Sufi and Elmi v. the United Kingdom
Karar Dilini Çevir:

Information Note on the Court’s case-law No. 142

June 2011

Sufi and Elmi v. the United Kingdom - 8319/07

Judgment 28.6.2011 [Section IV]

Article 3

Expulsion

Orders for deportation to Somalia: deportation would constitute a violation

 

Facts– Both applicants were Somali nationals. Mr Sufi (the first applicant) arrived in the United Kingdom in 2003 and claimed asylum on the ground that he was a member of a minority clan which was persecuted by militia who had killed his father and sister and seriously injured him. His application was refused and his appeal dismissed on the grounds that his account was not credible. In 2008 he was diagnosed as suffering from post traumatic stress disorder. Mr Elmi (the second applicant) is a member of the majority Isaaq clan. He arrived in the United Kingdom in 1988 and was granted leave to remain as a refugee. Following convictions for a number of serious criminal offences both applicants were issued with deportation orders. They appealed unsuccessfully.

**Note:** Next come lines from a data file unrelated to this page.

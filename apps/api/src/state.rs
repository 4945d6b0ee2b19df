use std::sync::Arc;

use crate::config::Config;
use crate::podcast::orchestrator::EpisodeOrchestrator;
use crate::podcast::store::EpisodeStore;

/// Shared application state injected into all route handlers via Axum extractors.
#[derive(Clone)]
pub struct AppState {
    pub orchestrator: Arc<EpisodeOrchestrator>,
    /// Direct store access for the reporting, audio and maintenance routes.
    pub store: Arc<dyn EpisodeStore>,
    pub config: Config,
}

Somalia is comprised of three autonomous areas: the self-declared Republic of Somaliland in the north west, the state of Puntland in the north east, and the remaining southern and central regions. Somali society has traditionally been characterised by membership of clan families. The country has been without a functioning central government since 1991 and is beset by lawlessness, civil conflict and clan warfare. Although the Transitional Federal Government was established in October 2004 and is recognised by the United Nations, it currently controls only a small section of Mogadishu and is dependent on African Union troops for its survival. A group known as al-Shabaab, which began as part of the armed wing of the Union of Islamic Courts, has emerged as the most powerful and effective armed faction on the ground, especially in southern Somalia and has steadily been moving forces up towards the capital, Mogadishu.

In their applications to the European Court, the applicants complained that they would be at risk of ill-treatment if they were deported to Somalia.

Law– Article 3: The sole question in an expulsion case was whether, in all the circumstances of the case, substantial grounds had been shown for believing that the applicant would, if returned, face a real risk of treatment contrary to Article 3*.1 If the existence of such a risk was established, the applicant’s removal would necessarily breach Article 3, regardless of whether the risk emanated from a general situation of violence, a personal characteristic of the applicant, or a combination of the two. However, not every situation of general violence would give rise to such a risk. On the contrary, a general situation of violence would only be of sufficient intensity to create such a risk “in the most extreme cases”. The following criteria** were relevant (but not exhaustive) for the purposes of identifying a conflict’s level of intensity: whether the parties to the conflict were either employing methods and tactics of warfare which increased the risk of civilian casualties or directly targeting civilians; whether the use of such methods and/or tactics was widespread among the parties to the conflict; whether the fighting was localised or widespread; and finally, the number of civilians killed, injured and displaced as a result of the fighting.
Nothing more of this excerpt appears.